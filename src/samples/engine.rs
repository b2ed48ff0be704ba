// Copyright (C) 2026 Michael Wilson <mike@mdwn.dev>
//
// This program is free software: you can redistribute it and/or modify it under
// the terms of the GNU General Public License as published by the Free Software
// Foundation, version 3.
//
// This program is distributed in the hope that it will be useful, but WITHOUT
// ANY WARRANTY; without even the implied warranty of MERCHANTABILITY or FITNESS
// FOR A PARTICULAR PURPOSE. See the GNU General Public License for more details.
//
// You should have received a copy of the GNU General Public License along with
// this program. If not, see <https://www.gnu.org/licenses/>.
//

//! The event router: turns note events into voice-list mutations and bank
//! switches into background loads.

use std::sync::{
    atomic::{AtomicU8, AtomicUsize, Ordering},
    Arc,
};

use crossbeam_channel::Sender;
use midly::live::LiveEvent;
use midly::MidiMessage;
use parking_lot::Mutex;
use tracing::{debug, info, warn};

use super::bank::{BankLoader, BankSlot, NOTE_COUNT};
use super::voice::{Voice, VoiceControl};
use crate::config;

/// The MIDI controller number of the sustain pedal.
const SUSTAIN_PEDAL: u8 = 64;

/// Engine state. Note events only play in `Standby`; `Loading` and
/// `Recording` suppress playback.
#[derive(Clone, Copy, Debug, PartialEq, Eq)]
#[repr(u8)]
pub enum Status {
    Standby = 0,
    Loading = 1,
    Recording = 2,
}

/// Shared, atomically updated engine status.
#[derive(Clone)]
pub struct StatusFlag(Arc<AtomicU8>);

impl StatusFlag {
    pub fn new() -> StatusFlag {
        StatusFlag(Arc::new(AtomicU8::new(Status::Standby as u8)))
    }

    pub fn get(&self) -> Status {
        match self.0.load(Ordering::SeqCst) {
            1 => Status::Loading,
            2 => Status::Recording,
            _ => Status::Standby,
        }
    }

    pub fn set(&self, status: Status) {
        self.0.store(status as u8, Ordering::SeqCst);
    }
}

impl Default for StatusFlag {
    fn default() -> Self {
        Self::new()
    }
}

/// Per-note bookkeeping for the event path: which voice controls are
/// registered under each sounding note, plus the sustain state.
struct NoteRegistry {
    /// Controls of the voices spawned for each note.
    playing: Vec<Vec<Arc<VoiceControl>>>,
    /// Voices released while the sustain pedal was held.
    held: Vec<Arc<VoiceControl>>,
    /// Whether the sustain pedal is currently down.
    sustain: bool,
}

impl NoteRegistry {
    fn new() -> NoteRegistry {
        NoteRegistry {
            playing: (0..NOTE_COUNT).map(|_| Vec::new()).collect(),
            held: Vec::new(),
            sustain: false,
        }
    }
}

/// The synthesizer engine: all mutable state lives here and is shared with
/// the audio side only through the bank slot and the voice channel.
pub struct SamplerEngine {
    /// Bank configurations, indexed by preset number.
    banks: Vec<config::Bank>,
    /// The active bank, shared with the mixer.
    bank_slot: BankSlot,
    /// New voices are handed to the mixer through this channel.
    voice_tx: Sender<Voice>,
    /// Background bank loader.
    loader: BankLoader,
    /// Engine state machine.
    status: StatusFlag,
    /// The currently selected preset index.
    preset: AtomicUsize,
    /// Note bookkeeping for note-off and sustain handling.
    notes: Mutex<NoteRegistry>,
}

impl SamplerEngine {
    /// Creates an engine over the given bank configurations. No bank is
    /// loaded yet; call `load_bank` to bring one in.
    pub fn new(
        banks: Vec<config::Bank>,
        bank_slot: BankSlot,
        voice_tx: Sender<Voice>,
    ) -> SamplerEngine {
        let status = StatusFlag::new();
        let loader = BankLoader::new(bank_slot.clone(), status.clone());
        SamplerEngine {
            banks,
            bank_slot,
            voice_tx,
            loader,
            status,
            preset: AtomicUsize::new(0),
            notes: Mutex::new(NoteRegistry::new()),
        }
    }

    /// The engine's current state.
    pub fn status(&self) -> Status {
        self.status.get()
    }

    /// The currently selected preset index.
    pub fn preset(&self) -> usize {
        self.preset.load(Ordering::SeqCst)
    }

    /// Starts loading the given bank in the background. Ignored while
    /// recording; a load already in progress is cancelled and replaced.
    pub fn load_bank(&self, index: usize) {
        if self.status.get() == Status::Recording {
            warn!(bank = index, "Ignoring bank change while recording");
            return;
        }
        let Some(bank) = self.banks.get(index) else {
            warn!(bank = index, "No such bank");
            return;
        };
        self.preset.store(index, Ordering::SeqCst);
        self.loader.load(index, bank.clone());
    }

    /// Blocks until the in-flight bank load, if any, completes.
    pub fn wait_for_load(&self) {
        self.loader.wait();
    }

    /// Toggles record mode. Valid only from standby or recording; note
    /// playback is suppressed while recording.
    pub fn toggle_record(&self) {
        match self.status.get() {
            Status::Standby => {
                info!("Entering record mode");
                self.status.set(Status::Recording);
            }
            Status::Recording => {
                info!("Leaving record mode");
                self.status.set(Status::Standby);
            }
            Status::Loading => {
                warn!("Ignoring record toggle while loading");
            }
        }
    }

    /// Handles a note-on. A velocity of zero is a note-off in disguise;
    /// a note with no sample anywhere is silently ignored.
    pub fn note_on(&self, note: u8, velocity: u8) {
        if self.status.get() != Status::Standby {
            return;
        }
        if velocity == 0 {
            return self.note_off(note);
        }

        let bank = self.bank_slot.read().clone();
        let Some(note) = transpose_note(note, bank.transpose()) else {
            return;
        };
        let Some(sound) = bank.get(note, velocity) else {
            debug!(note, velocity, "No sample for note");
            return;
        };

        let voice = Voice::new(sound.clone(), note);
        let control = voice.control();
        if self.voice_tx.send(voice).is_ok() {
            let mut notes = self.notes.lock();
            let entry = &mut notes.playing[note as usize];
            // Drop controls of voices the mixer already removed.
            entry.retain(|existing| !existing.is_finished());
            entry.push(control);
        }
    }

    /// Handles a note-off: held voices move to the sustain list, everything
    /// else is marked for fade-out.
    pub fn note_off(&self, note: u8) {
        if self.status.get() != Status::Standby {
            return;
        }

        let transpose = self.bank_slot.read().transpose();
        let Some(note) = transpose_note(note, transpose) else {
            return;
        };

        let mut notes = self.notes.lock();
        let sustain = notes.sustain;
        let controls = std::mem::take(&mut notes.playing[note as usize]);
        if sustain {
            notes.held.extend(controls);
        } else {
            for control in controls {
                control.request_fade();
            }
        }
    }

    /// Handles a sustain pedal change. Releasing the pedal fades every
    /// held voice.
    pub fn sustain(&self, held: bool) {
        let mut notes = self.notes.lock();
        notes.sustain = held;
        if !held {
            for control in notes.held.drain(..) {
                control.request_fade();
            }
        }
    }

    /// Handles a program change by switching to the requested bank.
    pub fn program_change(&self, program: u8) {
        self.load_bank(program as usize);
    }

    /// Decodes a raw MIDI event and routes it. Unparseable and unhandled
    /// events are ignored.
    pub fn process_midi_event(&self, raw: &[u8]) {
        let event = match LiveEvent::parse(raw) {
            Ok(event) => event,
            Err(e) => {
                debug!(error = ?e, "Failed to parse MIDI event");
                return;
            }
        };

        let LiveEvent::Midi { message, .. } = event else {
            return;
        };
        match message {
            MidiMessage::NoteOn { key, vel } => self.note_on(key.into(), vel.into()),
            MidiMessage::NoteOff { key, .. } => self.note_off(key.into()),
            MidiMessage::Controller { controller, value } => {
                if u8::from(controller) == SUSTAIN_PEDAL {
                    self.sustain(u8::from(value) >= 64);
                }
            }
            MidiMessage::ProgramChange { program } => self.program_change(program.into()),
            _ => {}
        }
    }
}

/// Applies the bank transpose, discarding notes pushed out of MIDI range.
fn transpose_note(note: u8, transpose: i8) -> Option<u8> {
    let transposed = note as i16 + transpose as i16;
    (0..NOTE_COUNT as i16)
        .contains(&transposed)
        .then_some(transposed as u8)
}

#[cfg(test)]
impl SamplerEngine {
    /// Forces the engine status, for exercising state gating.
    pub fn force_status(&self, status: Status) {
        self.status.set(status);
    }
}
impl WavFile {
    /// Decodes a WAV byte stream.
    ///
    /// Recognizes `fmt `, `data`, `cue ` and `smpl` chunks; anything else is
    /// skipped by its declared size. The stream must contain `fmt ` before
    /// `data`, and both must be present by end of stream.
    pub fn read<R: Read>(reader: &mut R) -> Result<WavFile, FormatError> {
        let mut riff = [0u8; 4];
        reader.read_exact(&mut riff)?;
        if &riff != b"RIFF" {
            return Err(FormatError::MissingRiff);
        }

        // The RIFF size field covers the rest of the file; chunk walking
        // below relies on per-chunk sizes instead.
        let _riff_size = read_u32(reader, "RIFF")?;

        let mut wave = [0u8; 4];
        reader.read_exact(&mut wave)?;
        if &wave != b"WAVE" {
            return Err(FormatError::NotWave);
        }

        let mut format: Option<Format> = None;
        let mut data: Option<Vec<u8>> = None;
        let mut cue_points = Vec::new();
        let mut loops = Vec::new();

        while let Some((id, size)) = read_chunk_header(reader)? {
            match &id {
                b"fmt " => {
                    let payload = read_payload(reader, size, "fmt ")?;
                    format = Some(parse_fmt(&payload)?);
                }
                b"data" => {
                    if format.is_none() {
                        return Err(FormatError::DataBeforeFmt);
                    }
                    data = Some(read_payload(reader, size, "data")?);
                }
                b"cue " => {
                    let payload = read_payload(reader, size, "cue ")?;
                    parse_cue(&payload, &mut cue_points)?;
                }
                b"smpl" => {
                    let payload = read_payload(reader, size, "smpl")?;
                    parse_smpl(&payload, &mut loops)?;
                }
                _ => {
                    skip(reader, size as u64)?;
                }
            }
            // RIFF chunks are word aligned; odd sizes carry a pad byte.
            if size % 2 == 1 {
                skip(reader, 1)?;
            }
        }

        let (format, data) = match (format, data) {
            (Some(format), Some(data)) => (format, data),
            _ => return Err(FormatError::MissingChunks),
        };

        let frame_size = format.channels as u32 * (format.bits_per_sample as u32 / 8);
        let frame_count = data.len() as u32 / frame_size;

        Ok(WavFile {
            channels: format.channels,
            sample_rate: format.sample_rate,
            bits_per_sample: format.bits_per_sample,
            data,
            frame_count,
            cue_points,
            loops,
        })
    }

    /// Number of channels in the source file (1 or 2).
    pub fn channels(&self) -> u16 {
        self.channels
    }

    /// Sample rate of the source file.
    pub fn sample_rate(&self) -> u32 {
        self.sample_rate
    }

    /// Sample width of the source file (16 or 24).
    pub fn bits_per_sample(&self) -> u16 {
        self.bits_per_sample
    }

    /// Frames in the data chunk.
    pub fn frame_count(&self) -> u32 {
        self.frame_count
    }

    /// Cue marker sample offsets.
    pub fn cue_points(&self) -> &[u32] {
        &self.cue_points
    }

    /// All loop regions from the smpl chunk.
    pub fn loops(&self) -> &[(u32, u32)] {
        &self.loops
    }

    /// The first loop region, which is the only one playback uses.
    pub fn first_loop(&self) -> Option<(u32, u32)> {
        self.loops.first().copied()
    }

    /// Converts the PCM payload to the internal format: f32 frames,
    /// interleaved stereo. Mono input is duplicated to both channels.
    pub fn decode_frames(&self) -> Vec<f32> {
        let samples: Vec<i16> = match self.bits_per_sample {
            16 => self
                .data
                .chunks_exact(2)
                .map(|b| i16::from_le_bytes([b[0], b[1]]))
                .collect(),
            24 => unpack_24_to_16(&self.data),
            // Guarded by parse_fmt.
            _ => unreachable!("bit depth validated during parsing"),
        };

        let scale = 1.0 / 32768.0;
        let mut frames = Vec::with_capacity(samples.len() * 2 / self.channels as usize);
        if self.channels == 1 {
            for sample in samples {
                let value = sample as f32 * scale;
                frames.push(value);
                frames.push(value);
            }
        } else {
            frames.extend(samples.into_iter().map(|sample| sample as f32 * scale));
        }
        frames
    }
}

**THE TASK**:
Starting with the line above that holds "exercising state gating." and stopping with the line that holds "end of stream.", reproduce each line exactly, omitting all other lines.

**COMPLETED TASK**:
    /// Forces the engine status, for exercising state gating.
    pub fn force_status(&self, status: Status) {
        self.status.set(status);
    }
}
impl WavFile {
    /// Decodes a WAV byte stream.
    ///
    /// Recognizes `fmt `, `data`, `cue ` and `smpl` chunks; anything else is
    /// skipped by its declared size. The stream must contain `fmt ` before
    /// `data`, and both must be present by end of stream.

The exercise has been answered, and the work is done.